Leftist Eric Alterman reviews Daniel Drezner’s book, The Ideas Industry: How Pessimists, Partisans, and Plutocrats Are Transforming the Marketplace of Ideas:
Once upon a time, we relied on intellectuals to “speak truth to power,” as the saying goes. Of course, real life was never so simple. But the adversary culture that arose in the bohemia of Greenwich Village in the early 20th century and among the (mostly) Jewish intellectuals who founded the independent Partisan Review in the 1930s offered at least a basis from which both to critique capitalism and to imagine alternative systems that might one day replace it.
Today, our most famous purveyors of ideas sell themselves to the wealthy much like the courtiers of the Middle Ages. Drezner notes that these ideas are therefore shaped by the “aversion” that plutocrats share toward addressing the problems we face. Inequality? Global warming? Populist nihilism? An explosion of global refugees?

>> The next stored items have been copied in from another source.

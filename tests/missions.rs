use std::fs;

use approx::assert_relative_eq;
use chrono::{TimeDelta, TimeZone, Utc};
use orbital_calculator::bodies::{j2000, lookup};
use orbital_calculator::config::{load_catalog, load_scenario, load_scenarios};
use orbital_calculator::conics::{Ellipse, TransferEllipse};
use orbital_calculator::mission::{MissionConfig, MissionError, plan_mission};
use orbital_calculator::numeric::to_f64;
use orbital_calculator::solver::Knowns;
use rust_decimal_macros::dec;
use tempfile::tempdir;

#[test]
fn earth_mars_windows_bracket_a_date() {
    let transfer = TransferEllipse::hohmann(
        lookup("sonne").unwrap(),
        Some(lookup("erde").unwrap()),
        Some(lookup("mars").unwrap()),
        Knowns::new(),
    )
    .unwrap();
    let windows = transfer.launch_windows().unwrap();
    assert_eq!(windows.reference_epoch(), j2000());

    let first = windows.nth(0).unwrap();
    assert_eq!(
        windows.around(first).unwrap(),
        (first, first + windows.synodic_period())
    );

    let date = Utc.with_ymd_and_hms(2026, 10, 16, 0, 0, 0).unwrap();
    let (previous, next) = windows.around(date).unwrap();
    assert!(previous <= date && date < next);
    assert_eq!(next - previous, windows.synodic_period());

    let upcoming = windows.upcoming(date, 3).unwrap();
    assert_eq!(upcoming[0], next);
    assert_eq!(upcoming[2] - upcoming[0], windows.synodic_period() * 2);
    assert!(windows.synodic_period() > TimeDelta::days(779));
}

#[test]
fn scenario_file_drives_the_mission_planner() {
    let dir = tempdir().unwrap();
    let path = dir.path().join("earth_mars.toml");
    fs::write(
        &path,
        r#"
origin = "erde"
destination = "mars"
origin_altitude_km = 200
destination_altitude_km = 300
"#,
    )
    .unwrap();
    let scenario = load_scenario(&path).unwrap();
    let catalog = orbital_calculator::bodies::Catalog::new();
    let profile = plan_mission(MissionConfig::from_scenario(&scenario, &catalog).unwrap()).unwrap();

    assert_relative_eq!(to_f64(profile.ascent.delta_v.value), 9.58, epsilon = 0.01);
    assert_eq!(
        profile.departure.v_inf.value,
        profile.cruise.delta_v1.value.abs()
    );
    assert_eq!(
        profile.arrival.v_inf.value,
        profile.cruise.delta_v2.value.abs()
    );
    assert_eq!(
        profile.total_delta_v.value,
        profile.ascent.delta_v.value + profile.departure.delta_v.value + profile.arrival.delta_v.value
    );
    assert!(profile.budget.is_none());
    assert!(profile.trace().len() > profile.cruise.trace().len());
}

#[test]
fn scenario_directory_is_read_in_file_order() {
    let dir = tempdir().unwrap();
    for (file, destination) in [("b.toml", "venus"), ("a.toml", "mars")] {
        fs::write(
            dir.path().join(file),
            format!(
                "origin = \"erde\"\ndestination = \"{destination}\"\norigin_altitude_km = 200\ndestination_altitude_km = 400\n"
            ),
        )
        .unwrap();
    }
    let scenarios = load_scenarios(dir.path()).unwrap();
    let destinations: Vec<_> = scenarios.iter().map(|s| s.destination.as_str()).collect();
    assert_eq!(destinations, ["mars", "venus"]);
}

#[test]
fn extra_bodies_extend_the_catalog() {
    let dir = tempdir().unwrap();
    let path = dir.path().join("moons.yaml");
    fs::write(
        &path,
        "- name: Moon\n  mu_km3_s2: 4902.8\n  radius_km: 1737.4\n",
    )
    .unwrap();
    let catalog = load_catalog(&path).unwrap();
    let moon = catalog.get("MOON").unwrap();
    assert!(!moon.is_orbiting());
    assert_eq!(catalog.get("erde").unwrap().name, "Earth");

    let low_orbit = Ellipse::circular(moon, dec!(100)).unwrap();
    assert_relative_eq!(to_f64(low_orbit.vp.value), (4902.8_f64 / 1837.4).sqrt(), epsilon = 1e-9);
}

#[test]
fn a_star_cannot_be_a_mission_endpoint() {
    let catalog = orbital_calculator::bodies::Catalog::new();
    let config = MissionConfig {
        star: catalog.get("sonne").unwrap(),
        origin: catalog.get("sonne").unwrap(),
        destination: catalog.get("mars").unwrap(),
        origin_altitude_km: dec!(10000),
        destination_altitude_km: dec!(300),
        ascent_losses_km_s: dec!(0),
        vehicle: None,
    };
    assert!(matches!(
        plan_mission(config),
        Err(MissionError::Transfer(_))
    ));
}

#[test]
fn shipped_configs_plan_cleanly() {
    let root = std::path::Path::new(env!("CARGO_MANIFEST_DIR")).join("configs");
    let catalog = load_catalog(root.join("bodies")).unwrap();
    assert!(catalog.get("moon").is_ok());

    let scenarios = load_scenarios(root.join("scenarios")).unwrap();
    assert_eq!(scenarios.len(), 2);
    for scenario in &scenarios {
        let profile =
            plan_mission(MissionConfig::from_scenario(scenario, &catalog).unwrap()).unwrap();
        assert_eq!(profile.budget.is_some(), scenario.vehicle.is_some());
        if let Some(budget) = &profile.budget {
            assert!(budget.m_n.value > dec!(0));
        }
    }
}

From a Silicon Valley perspective, Drezner notes, such things are not a failure of our system but rather “a piece of faulty code that need[s] to be hacked.” Examining data from a survey of Silicon Valley corporate founders, Drezner notes their shared belief that “there’s no inherent conflict between major groups in society (workers vs. corporations, citizens vs. government, or America vs. other nations).”
“Intellectuals who wish to cater to this crowd will find it difficult to contradict the narrative of meritocratic achievement,” Drezner explains. His discussion of the function of the TED phenomenon is especially cogent: “TED talks are designed for thought leaders to appeal to plutocrats. At less than twenty minutes, they are mercifully short—a perfect format for potential patrons. The working rich are busy people operating on a compressed schedule. Time is their scarcest resource, and they have limited attention spans…. The format itself also rewards more utopian thinking. There are no discussants for TED talks, no critical feedback.” It’s important to remember that we are not talking about the Koch brothers’ spending or the corruption of traditional think tanks by corporate money or the purchase by foreign governments of this or that policy shop. This is what’s happening on the progressive side.